With a rag moistened with kerosene oil, she dampened any scratches she found on the furniture and then used the same treatment on the gilt-edged picture frames. The task accomplished, she paused and looked around. Her mind strayed to the women who slept upstairs, and she tried to forget the nature of their business and the reason why they slept so late into the day.
When everything had been cleaned to her satisfaction, she moved on to the kitchen where she tidied up the cups and glasses that had been used the night before and then set out to clean the firebox in the range. A goose-wing duster hung on the wall beside the stove, and she used it to brush the ashes out of the box. Just as she bent over, the back door opened and Kase Storm walked in as if he owned the place. He stopped suddenly at the sight of her and frowned.
Rosa looked up, her face smudged with ashes, her turban dipping low over one brow. “What are you doing here?” She set the bucket down and as she straightened, brushed the ashes from her hands. It was the second time she had seen Kase Storm since the night he had kissed her. She still assumed he had done it to frighten her away, and she wanted to let him know she did not fear him.
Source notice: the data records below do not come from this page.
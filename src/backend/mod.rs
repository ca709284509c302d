// Backend module - Vulkan bootstrap layer
//
// Design: Thin RAII wrappers around ash handles, plus the device selector.
// Drop order: LogicalDevice, then Surface, then VulkanInstance.

pub mod device;
pub mod error;
pub mod instance;
pub mod probe;
pub mod selection;
pub mod surface;
pub mod swapchain;

pub use device::LogicalDevice;
pub use error::{BackendError, SelectionError};
pub use instance::{InstanceDesc, VulkanInstance};
pub use probe::{DeviceInfo, InstanceProbe};
pub use selection::{
    select_device, DeviceProbe, DeviceSelector, QueueCapability, QueueFamilyIndices,
    QueueFamilyRequirements, SelectedDevice,
};
pub use surface::Surface;
pub use swapchain::SwapchainSupport;
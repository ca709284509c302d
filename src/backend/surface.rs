// Window surface
//
// Connection between a window and the instance. Needed to ask which queue
// families can present, and what formats a swapchain could use.

use super::error::{BackendError, Result};
use super::instance::VulkanInstance;
use ash::vk;
use raw_window_handle::{HasDisplayHandle, HasWindowHandle};

/// A `VkSurfaceKHR` and its extension loader, destroyed on drop.
///
/// Must be dropped before the `VulkanInstance` it was created from.
pub struct Surface {
    handle: vk::SurfaceKHR,
    loader: ash::khr::surface::Instance,
}

impl Surface {
    pub fn new<W>(instance: &VulkanInstance, window: &W) -> Result<Self>
    where
        W: HasDisplayHandle + HasWindowHandle,
    {
        let display = window
            .display_handle()
            .map_err(|e| BackendError::SurfaceCreation(format!("no display handle: {e}")))?;
        let window = window
            .window_handle()
            .map_err(|e| BackendError::SurfaceCreation(format!("no window handle: {e}")))?;

        let handle = unsafe {
            ash_window::create_surface(
                instance.entry(),
                instance.raw(),
                display.as_raw(),
                window.as_raw(),
                None,
            )
        }?;
        let loader = ash::khr::surface::Instance::new(instance.entry(), instance.raw());

        Ok(Self { handle, loader })
    }

    pub fn handle(&self) -> vk::SurfaceKHR {
        self.handle
    }

    pub fn loader(&self) -> &ash::khr::surface::Instance {
        &self.loader
    }
}

impl Drop for Surface {
    fn drop(&mut self) {
        log::debug!("Destroying surface");
        unsafe { self.loader.destroy_surface(self.handle, None) };
    }
}
// Driver-backed DeviceProbe
//
// Thin read-only queries against a live instance (and optionally a
// surface). Nothing here is created or destroyed.

use super::selection::DeviceProbe;
use super::surface::Surface;
use ash::vk;
use std::ffi::{c_char, CStr};
use std::fmt;

/// `DeviceProbe` over a real `ash::Instance`.
///
/// Without a surface no family can present and the surface queries
/// return empty lists, so `Present` and swapchain requirements fail.
pub struct InstanceProbe<'a> {
    instance: &'a ash::Instance,
    surface: Option<&'a Surface>,
}

impl<'a> InstanceProbe<'a> {
    pub fn new(instance: &'a ash::Instance, surface: Option<&'a Surface>) -> Self {
        Self { instance, surface }
    }

    /// Human-readable properties of a device, for logging.
    pub fn describe(&self, device: vk::PhysicalDevice) -> DeviceInfo {
        let properties = unsafe { self.instance.get_physical_device_properties(device) };
        DeviceInfo::from_properties(&properties)
    }
}

impl DeviceProbe for InstanceProbe<'_> {
    fn physical_devices(&self) -> Result<Vec<vk::PhysicalDevice>, vk::Result> {
        unsafe { self.instance.enumerate_physical_devices() }
    }

    fn queue_families(&self, device: vk::PhysicalDevice) -> Vec<vk::QueueFamilyProperties> {
        unsafe {
            self.instance
                .get_physical_device_queue_family_properties(device)
        }
    }

    fn supports_present(
        &self,
        device: vk::PhysicalDevice,
        family_index: u32,
    ) -> Result<bool, vk::Result> {
        match self.surface {
            Some(surface) => unsafe {
                surface.loader().get_physical_device_surface_support(
                    device,
                    family_index,
                    surface.handle(),
                )
            },
            None => Ok(false),
        }
    }

    fn extension_names(&self, device: vk::PhysicalDevice) -> Result<Vec<String>, vk::Result> {
        let extensions = unsafe { self.instance.enumerate_device_extension_properties(device) }?;
        Ok(extensions
            .iter()
            .map(|ext| raw_name(&ext.extension_name))
            .collect())
    }

    fn surface_formats(
        &self,
        device: vk::PhysicalDevice,
    ) -> Result<Vec<vk::SurfaceFormatKHR>, vk::Result> {
        match self.surface {
            Some(surface) => unsafe {
                surface
                    .loader()
                    .get_physical_device_surface_formats(device, surface.handle())
            },
            None => Ok(Vec::new()),
        }
    }

    fn present_modes(
        &self,
        device: vk::PhysicalDevice,
    ) -> Result<Vec<vk::PresentModeKHR>, vk::Result> {
        match self.surface {
            Some(surface) => unsafe {
                surface
                    .loader()
                    .get_physical_device_surface_present_modes(device, surface.handle())
            },
            None => Ok(Vec::new()),
        }
    }
}

/// Name, type and versions of a physical device.
#[derive(Debug, Clone, PartialEq, Eq)]
pub struct DeviceInfo {
    pub name: String,
    pub device_type: vk::PhysicalDeviceType,
    pub vendor_id: u32,
    pub api_version: u32,
}

impl DeviceInfo {
    pub fn from_properties(properties: &vk::PhysicalDeviceProperties) -> Self {
        Self {
            name: raw_name(&properties.device_name),
            device_type: properties.device_type,
            vendor_id: properties.vendor_id,
            api_version: properties.api_version,
        }
    }

    pub fn type_name(&self) -> &'static str {
        match self.device_type {
            vk::PhysicalDeviceType::DISCRETE_GPU => "discrete GPU",
            vk::PhysicalDeviceType::INTEGRATED_GPU => "integrated GPU",
            vk::PhysicalDeviceType::VIRTUAL_GPU => "virtual GPU",
            vk::PhysicalDeviceType::CPU => "CPU",
            _ => "other",
        }
    }
}

impl fmt::Display for DeviceInfo {
    fn fmt(&self, f: &mut fmt::Formatter<'_>) -> fmt::Result {
        write!(
            f,
            "{} ({}, vendor {:#06x}) - Vulkan {}.{}.{}",
            self.name,
            self.type_name(),
            self.vendor_id,
            vk::api_version_major(self.api_version),
            vk::api_version_minor(self.api_version),
            vk::api_version_patch(self.api_version),
        )
    }
}

/// Name from a fixed-size, NUL-terminated Vulkan string array.
pub(crate) fn raw_name(raw: &[c_char]) -> String {
    let name = unsafe { CStr::from_ptr(raw.as_ptr()) };
    name.to_string_lossy().into_owned()
}

#[cfg(test)]
mod tests {
    use super::*;

    #[test]
    fn device_info_reads_the_name_and_version() {
        let mut properties = vk::PhysicalDeviceProperties {
            device_type: vk::PhysicalDeviceType::DISCRETE_GPU,
            vendor_id: 0x10DE,
            api_version: vk::make_api_version(0, 1, 3, 250),
            ..Default::default()
        };
        for (dst, &src) in properties.device_name.iter_mut().zip(b"Test GPU\0") {
            *dst = src as std::ffi::c_char;
        }

        let info = DeviceInfo::from_properties(&properties);
        assert_eq!(info.name, "Test GPU");
        assert_eq!(info.type_name(), "discrete GPU");
        assert_eq!(
            info.to_string(),
            "Test GPU (discrete GPU, vendor 0x10de) - Vulkan 1.3.250"
        );
    }
}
She watched him as he tensed, his hostility clearly visible in his unnaturally rigid stance and piercing stare. She straightened, ready to meet the challenge of his temper, surprised to find herself relishing the thought of a good argument. Not since she left Corio and Guido behind had she taken part in a real door-slamming, dish-throwing argument. Spoiling for just such an exchange, she welcomed the marshal’s antagonistic attitude.
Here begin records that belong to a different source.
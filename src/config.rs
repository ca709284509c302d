// =============================================================================
// CONFIGURATION - Load settings from config.toml
// =============================================================================
//
// This module handles loading and parsing configuration from config.toml.
// Provides sensible defaults if config file is missing or has errors.

use crate::backend::{QueueCapability, QueueFamilyRequirements};
use anyhow::{Context, Result};
use ash::vk;
use log::LevelFilter;
use serde::Deserialize;
use std::path::{Path, PathBuf};

/// Root configuration structure
#[derive(Debug, Deserialize, Default, PartialEq)]
#[serde(default)]
pub struct Config {
    pub window: WindowConfig,
    pub engine: EngineConfig,
    pub graphics: GraphicsConfig,
    pub device: DeviceConfig,
    pub debug: DebugConfig,
}

/// Window settings
#[derive(Debug, Deserialize, PartialEq)]
#[serde(default)]
pub struct WindowConfig {
    pub title: String,
    pub width: u32,
    pub height: u32,
    pub resizable: bool,
}

impl Default for WindowConfig {
    fn default() -> Self {
        Self {
            title: "Romulus".to_string(),
            width: 600,
            height: 400,
            resizable: false,
        }
    }
}

/// Engine identification reported to the driver
#[derive(Debug, Deserialize, PartialEq)]
#[serde(default)]
pub struct EngineConfig {
    pub name: String,
}

impl Default for EngineConfig {
    fn default() -> Self {
        Self {
            name: "Primus Vulkan Engine".to_string(),
        }
    }
}

/// Graphics settings
#[derive(Debug, Deserialize, PartialEq)]
#[serde(default)]
pub struct GraphicsConfig {
    pub present_mode: String,
}

impl Default for GraphicsConfig {
    fn default() -> Self {
        Self {
            present_mode: "fifo".to_string(),
        }
    }
}

/// What the GPU has to offer to be selected
#[derive(Debug, Deserialize, PartialEq)]
#[serde(default)]
pub struct DeviceConfig {
    pub require_present: bool,
    pub require_swapchain: bool,
    pub require_compute: bool,
    pub require_transfer: bool,
    pub required_extensions: Vec<String>,
    pub prefer_shared_queue_family: bool,
}

impl Default for DeviceConfig {
    fn default() -> Self {
        Self {
            require_present: true,
            require_swapchain: true,
            require_compute: false,
            require_transfer: false,
            required_extensions: vec!["VK_KHR_swapchain".to_string()],
            prefer_shared_queue_family: false,
        }
    }
}

/// Debug settings
#[derive(Debug, Deserialize, PartialEq)]
#[serde(default)]
pub struct DebugConfig {
    pub validation_layers: bool,
    pub log_level: String,
}

impl Default for DebugConfig {
    fn default() -> Self {
        Self {
            validation_layers: cfg!(debug_assertions),
            log_level: "info".to_string(),
        }
    }
}

/// Where the loaded configuration came from
#[derive(Debug)]
pub enum ConfigSource {
    File(PathBuf),
    /// No file, defaults used
    Missing(PathBuf),
    /// File could not be read or parsed, defaults used
    Invalid(PathBuf, anyhow::Error),
}

impl ConfigSource {
    pub fn log(&self) {
        match self {
            Self::File(path) => log::info!("Loaded configuration from {:?}", path),
            Self::Missing(path) => {
                log::info!("Config file not found at {:?}, using defaults", path)
            }
            Self::Invalid(path, err) => {
                log::warn!("Failed to load {:?}: {:#}. Using defaults.", path, err)
            }
        }
    }
}

impl Config {
    /// Load config.toml, falling back to defaults if missing or broken.
    ///
    /// Runs before logging is set up, so nothing is logged here; call
    /// `ConfigSource::log` once the logger is installed.
    pub fn load() -> (Self, ConfigSource) {
        Self::load_or_default("config.toml")
    }

    /// Load configuration from `path`, falling back to defaults
    pub fn load_or_default<P: AsRef<Path>>(path: P) -> (Self, ConfigSource) {
        let path = path.as_ref();

        if !path.exists() {
            return (Config::default(), ConfigSource::Missing(path.to_path_buf()));
        }

        match Self::load_from_path(path) {
            Ok(config) => (config, ConfigSource::File(path.to_path_buf())),
            Err(err) => (
                Config::default(),
                ConfigSource::Invalid(path.to_path_buf(), err),
            ),
        }
    }

    /// Load configuration from a specific path. A missing file gives defaults.
    pub fn load_from_path<P: AsRef<Path>>(path: P) -> Result<Self> {
        let path = path.as_ref();

        if !path.exists() {
            return Ok(Config::default());
        }

        let content = std::fs::read_to_string(path)
            .with_context(|| format!("Failed to read config file: {:?}", path))?;

        Self::parse(&content).with_context(|| format!("Failed to parse config file: {:?}", path))
    }

    /// Parse configuration from TOML text
    pub fn parse(content: &str) -> Result<Self> {
        Ok(toml::from_str(content)?)
    }

    /// Device requirements for the selector
    pub fn requirements(&self) -> QueueFamilyRequirements {
        let device = &self.device;
        let mut requirements = QueueFamilyRequirements::new()
            .require(QueueCapability::Graphics)
            .require_swapchain(device.require_swapchain)
            .prefer_shared_family(device.prefer_shared_queue_family);

        if device.require_present {
            requirements = requirements.require(QueueCapability::Present);
        }
        if device.require_compute {
            requirements = requirements.require(QueueCapability::Compute);
        }
        if device.require_transfer {
            requirements = requirements.require(QueueCapability::Transfer);
        }
        for name in &device.required_extensions {
            requirements = requirements.require_extension(name.as_str());
        }

        requirements
    }

    /// Get present mode as Vulkan enum
    pub fn present_mode(&self) -> vk::PresentModeKHR {
        match self.graphics.present_mode.to_lowercase().as_str() {
            "immediate" => vk::PresentModeKHR::IMMEDIATE,
            "mailbox" => vk::PresentModeKHR::MAILBOX,
            "fifo" => vk::PresentModeKHR::FIFO,
            "fifo_relaxed" => vk::PresentModeKHR::FIFO_RELAXED,
            _ => {
                log::warn!(
                    "Unknown present mode '{}', defaulting to FIFO",
                    self.graphics.present_mode
                );
                vk::PresentModeKHR::FIFO
            }
        }
    }

    /// Get log level, `info` if unrecognised
    pub fn log_level(&self) -> LevelFilter {
        self.debug.log_level.parse().unwrap_or(LevelFilter::Info)
    }
}

#[cfg(test)]
mod tests {
    use super::*;

    #[test]
    fn empty_file_gives_defaults() {
        let config = Config::parse("").unwrap();
        assert_eq!(config, Config::default());
        assert_eq!(config.window.title, "Romulus");
        assert!(!config.window.resizable);
    }

    #[test]
    fn partial_sections_keep_other_defaults() {
        let config = Config::parse(
            r#"
            [window]
            width = 1280

            [debug]
            validation_layers = false
            log_level = "debug"
            "#,
        )
        .unwrap();
        assert_eq!(config.window.width, 1280);
        assert_eq!(config.window.height, 400);
        assert!(!config.debug.validation_layers);
        assert_eq!(config.log_level(), LevelFilter::Debug);
        assert_eq!(config.device, DeviceConfig::default());
    }

    #[test]
    fn malformed_file_is_an_error() {
        assert!(Config::parse("[window\nwidth = ").is_err());
        assert!(Config::parse("[window]\nwidth = \"wide\"").is_err());
    }

    #[test]
    fn missing_file_gives_defaults() {
        let config = Config::load_from_path("definitely/not/here/config.toml").unwrap();
        assert_eq!(config, Config::default());
    }

    fn scratch_file(name: &str, content: &str) -> PathBuf {
        let path = std::env::temp_dir().join(format!("primus-{}-{}.toml", name, std::process::id()));
        std::fs::write(&path, content).unwrap();
        path
    }

    #[test]
    fn broken_file_falls_back_to_defaults_and_keeps_the_error() {
        let path = scratch_file("broken", "[window]\nwidth = \"wide\"");
        let (config, source) = Config::load_or_default(&path);
        std::fs::remove_file(&path).unwrap();

        assert_eq!(config, Config::default());
        match source {
            ConfigSource::Invalid(reported, err) => {
                assert_eq!(reported, path);
                assert!(format!("{:#}", err).contains("Failed to parse config file"));
            }
            other => panic!("expected Invalid, got {:?}", other),
        }
    }

    #[test]
    fn readable_file_is_reported_as_loaded() {
        let path = scratch_file("valid", "[window]\nwidth = 1024");
        let (config, source) = Config::load_or_default(&path);
        std::fs::remove_file(&path).unwrap();

        assert_eq!(config.window.width, 1024);
        assert!(matches!(source, ConfigSource::File(ref p) if *p == path));
    }

    #[test]
    fn absent_file_is_reported_as_missing() {
        let (config, source) = Config::load_or_default("definitely/not/here/config.toml");
        assert_eq!(config, Config::default());
        assert!(matches!(source, ConfigSource::Missing(_)));
    }

    #[test]
    fn default_requirements_ask_for_presentation() {
        let requirements = Config::default().requirements();
        assert_eq!(
            requirements.capabilities(),
            &[QueueCapability::Graphics, QueueCapability::Present]
        );
        assert_eq!(requirements.extensions(), &["VK_KHR_swapchain".to_string()]);
        assert!(requirements.needs_swapchain());
        assert!(!requirements.prefers_shared_family());
    }

    #[test]
    fn headless_requirements() {
        let config = Config::parse(
            r#"
            [device]
            require_present = false
            require_swapchain = false
            require_compute = true
            required_extensions = []
            prefer_shared_queue_family = true
            "#,
        )
        .unwrap();
        let requirements = config.requirements();
        assert_eq!(
            requirements.capabilities(),
            &[QueueCapability::Graphics, QueueCapability::Compute]
        );
        assert!(requirements.extensions().is_empty());
        assert!(!requirements.needs_swapchain());
        assert!(requirements.prefers_shared_family());
    }

    #[test]
    fn present_mode_names() {
        let mut config = Config::default();
        assert_eq!(config.present_mode(), vk::PresentModeKHR::FIFO);
        config.graphics.present_mode = "Mailbox".to_string();
        assert_eq!(config.present_mode(), vk::PresentModeKHR::MAILBOX);
        config.graphics.present_mode = "vsync-ish".to_string();
        assert_eq!(config.present_mode(), vk::PresentModeKHR::FIFO);
    }

    #[test]
    fn unknown_log_level_is_info() {
        let mut config = Config::default();
        config.debug.log_level = "chatty".to_string();
        assert_eq!(config.log_level(), LevelFilter::Info);
    }
}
“I live here,” he said. “What are you doing here?”
Astonished, Rosa was speechless for a second before she replied, “You live
here
?
He crooked a brow, his sardonic expression daring her to question him further. When she did not, he said, “I asked what you were doing here.”
“I work here.”
Myriad emotions flickered across his dark expression, not the least of which was impatience. Then he shuttered his gaze and merely stared. The slight flare of his nostrils gave his anger away.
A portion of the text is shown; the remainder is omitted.